(Stored items)

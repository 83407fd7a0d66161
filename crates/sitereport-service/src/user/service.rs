//! User-permissions management service.
//!
//! Writes to the directory always re-derive the permission set from the
//! role table, so a record can never carry a customized set.

use std::collections::HashSet;
use std::sync::Arc;

use chrono::Utc;
use serde::{Deserialize, Serialize};
use tracing::info;
use uuid::Uuid;

use sitereport_auth::rbac::checker::PermissionChecker;
use sitereport_core::config::BootstrapConfig;
use sitereport_core::error::AppError;
use sitereport_core::result::AppResult;
use sitereport_entity::permission::Permission;
use sitereport_entity::user::{Role, UserPermissions};
use sitereport_registry::user::directory::UserDirectory;

/// Request to create or replace a user-permissions record.
#[derive(Debug, Clone, Serialize, Deserialize)]
pub struct UpsertUserRequest {
    /// Display name.
    pub user_name: String,
    /// The role to bind; the permission set follows from this.
    pub role: Role,
    /// Projects the user may act on.
    #[serde(default)]
    pub project_ids: HashSet<Uuid>,
    /// Construction sites the user may act on.
    #[serde(default)]
    pub construction_ids: HashSet<Uuid>,
}

/// Coordinates user-permissions management.
#[derive(Clone)]
pub struct UserService {
    /// The user directory.
    directory: Arc<UserDirectory>,
    /// RBAC evaluator.
    checker: Arc<PermissionChecker>,
}

impl UserService {
    /// Creates a new user service.
    pub fn new(directory: Arc<UserDirectory>, checker: Arc<PermissionChecker>) -> Self {
        Self { directory, checker }
    }

    async fn resolve_user(&self, user_id: Uuid) -> AppResult<UserPermissions> {
        self.directory
            .find(user_id)
            .await
            .ok_or_else(|| AppError::not_found("User not found"))
    }

    fn build_record(&self, user_id: Uuid, request: UpsertUserRequest) -> UserPermissions {
        let now = Utc::now();
        UserPermissions {
            user_id,
            user_name: request.user_name,
            role: request.role,
            permissions: self.checker.policies().permissions_for_role(&request.role),
            project_ids: request.project_ids,
            construction_ids: request.construction_ids,
            created_at: now,
            updated_at: now,
        }
    }

    /// Seed the initial administrator so the management endpoints are
    /// reachable on a fresh process.
    pub async fn bootstrap_admin(
        &self,
        config: &BootstrapConfig,
    ) -> AppResult<Option<UserPermissions>> {
        if !config.enabled {
            return Ok(None);
        }

        let admin_id = config.admin_id.unwrap_or_else(Uuid::new_v4);
        if self.directory.find(admin_id).await.is_some() {
            return Ok(None);
        }

        let admin = self.build_record(
            admin_id,
            UpsertUserRequest {
                user_name: config.admin_name.clone(),
                role: Role::Admin,
                project_ids: HashSet::new(),
                construction_ids: HashSet::new(),
            },
        );
        let admin = self.directory.upsert(admin).await?;
        info!(user_id = %admin.user_id, "Bootstrap admin seeded");
        Ok(Some(admin))
    }

    /// Create or replace a user record. Requires `ManageUsers`.
    pub async fn upsert(
        &self,
        actor_id: Uuid,
        user_id: Uuid,
        request: UpsertUserRequest,
    ) -> AppResult<UserPermissions> {
        let actor = self.resolve_user(actor_id).await?;
        self.checker
            .require_permission(&actor, Permission::ManageUsers)?;

        let mut record = self.build_record(user_id, request);
        if let Some(existing) = self.directory.find(user_id).await {
            record.created_at = existing.created_at;
        }
        self.directory.upsert(record).await
    }

    /// Fetch a user record: self-lookup, or any record with `ManageUsers`.
    pub async fn get(&self, actor_id: Uuid, user_id: Uuid) -> AppResult<UserPermissions> {
        let actor = self.resolve_user(actor_id).await?;
        if actor.user_id != user_id {
            self.checker
                .require_permission(&actor, Permission::ManageUsers)?;
        }
        self.resolve_user(user_id).await
    }

    /// List all user records. Requires `ManageUsers`.
    pub async fn list(&self, actor_id: Uuid) -> AppResult<Vec<UserPermissions>> {
        let actor = self.resolve_user(actor_id).await?;
        self.checker
            .require_permission(&actor, Permission::ManageUsers)?;
        Ok(self.directory.list().await)
    }
}

#[cfg(test)]
mod tests {
    use super::*;

    fn request(role: Role) -> UpsertUserRequest {
        UpsertUserRequest {
            user_name: "Sato".to_string(),
            role,
            project_ids: HashSet::new(),
            construction_ids: HashSet::new(),
        }
    }

    async fn fixture() -> (UserService, Uuid) {
        let service = UserService::new(
            Arc::new(UserDirectory::new()),
            Arc::new(PermissionChecker::new()),
        );
        let admin = service
            .bootstrap_admin(&BootstrapConfig::default())
            .await
            .unwrap()
            .expect("admin seeded");
        (service, admin.user_id)
    }

    #[tokio::test]
    async fn test_bootstrap_is_idempotent() {
        let (service, admin_id) = fixture().await;
        let config = BootstrapConfig {
            admin_id: Some(admin_id),
            ..BootstrapConfig::default()
        };
        assert!(service.bootstrap_admin(&config).await.unwrap().is_none());
    }

    #[tokio::test]
    async fn test_permissions_always_derived_from_role() {
        let (service, admin_id) = fixture().await;
        let user_id = Uuid::new_v4();
        let record = service
            .upsert(admin_id, user_id, request(Role::Engineer))
            .await
            .unwrap();
        assert_eq!(
            record.permissions,
            PermissionChecker::new()
                .policies()
                .permissions_for_role(&Role::Engineer)
        );
    }

    #[tokio::test]
    async fn test_non_admin_cannot_manage_users() {
        let (service, admin_id) = fixture().await;
        let engineer = Uuid::new_v4();
        service
            .upsert(admin_id, engineer, request(Role::Engineer))
            .await
            .unwrap();

        let err = service
            .upsert(engineer, Uuid::new_v4(), request(Role::Viewer))
            .await
            .unwrap_err();
        assert_eq!(err.kind, sitereport_core::error::ErrorKind::Forbidden);

        // Self-lookup is fine; looking up others is not.
        assert!(service.get(engineer, engineer).await.is_ok());
        let err = service.get(engineer, admin_id).await.unwrap_err();
        assert_eq!(err.kind, sitereport_core::error::ErrorKind::Forbidden);
    }
}
//! Application configuration schemas.
//!
//! All configuration structs are deserialized from TOML files via the
//! `config` crate. Each sub-module represents a logical configuration
//! section.

pub mod lock;
pub mod logging;
pub mod server;
pub mod share;

use serde::{Deserialize, Serialize};
use uuid::Uuid;

use self::lock::LockConfig;
use self::logging::LoggingConfig;
use self::server::ServerConfig;
use self::share::ShareConfig;

use crate::error::AppError;

/// Root application configuration.
///
/// This struct is the top-level deserialization target for the merged
/// TOML configuration files (default.toml + environment overlay).
#[derive(Debug, Clone, Serialize, Deserialize)]
pub struct AppConfig {
    /// HTTP server settings.
    #[serde(default)]
    pub server: ServerConfig,
    /// Page-lock lease settings.
    #[serde(default)]
    pub lock: LockConfig,
    /// Report-share settings.
    #[serde(default)]
    pub share: ShareConfig,
    /// Initial admin bootstrap settings.
    #[serde(default)]
    pub bootstrap: BootstrapConfig,
    /// Logging settings.
    #[serde(default)]
    pub logging: LoggingConfig,
}

impl Default for AppConfig {
    fn default() -> Self {
        Self {
            server: ServerConfig::default(),
            lock: LockConfig::default(),
            share: ShareConfig::default(),
            bootstrap: BootstrapConfig::default(),
            logging: LoggingConfig::default(),
        }
    }
}

/// Bootstrap configuration for the initial administrator.
///
/// Authentication is external to this service; the user directory starts
/// empty, so an admin entry is seeded at startup to make the user
/// management endpoints reachable.
#[derive(Debug, Clone, Serialize, Deserialize)]
pub struct BootstrapConfig {
    /// Whether to seed the initial admin on startup.
    #[serde(default = "default_true")]
    pub enabled: bool,
    /// User identifier of the initial admin.
    #[serde(default)]
    pub admin_id: Option<Uuid>,
    /// Display name of the initial admin.
    #[serde(default = "default_admin_name")]
    pub admin_name: String,
}

impl Default for BootstrapConfig {
    fn default() -> Self {
        Self {
            enabled: true,
            admin_id: None,
            admin_name: default_admin_name(),
        }
    }
}

impl AppConfig {
    /// Load configuration from TOML files.
    ///
    /// Merges the default configuration with an environment-specific overlay
    /// and environment variables prefixed with `SITEREPORT`.
    pub fn load(env: &str) -> Result<Self, AppError> {
        let config = config::Config::builder()
            .add_source(config::File::with_name("config/default").required(false))
            .add_source(config::File::with_name(&format!("config/{env}")).required(false))
            .add_source(
                config::Environment::with_prefix("SITEREPORT")
                    .separator("__")
                    .try_parsing(true),
            )
            .build()
            .map_err(|e| AppError::configuration(format!("Failed to build config: {e}")))?;

        config
            .try_deserialize()
            .map_err(|e| AppError::configuration(format!("Failed to deserialize config: {e}")))
    }
}

fn default_admin_name() -> String {
    "Administrator".to_string()
}

fn default_true() -> bool {
    true
}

What is expected
Copy the lines above exactly, from the very first through the one containing "set from the", and include no other line.

Result for this exercise
repository 83407fd7a0d66161
filename crates/sitereport-service/src/user/service.rs
//! User-permissions management service.
//!
//! Writes to the directory always re-derive the permission set from the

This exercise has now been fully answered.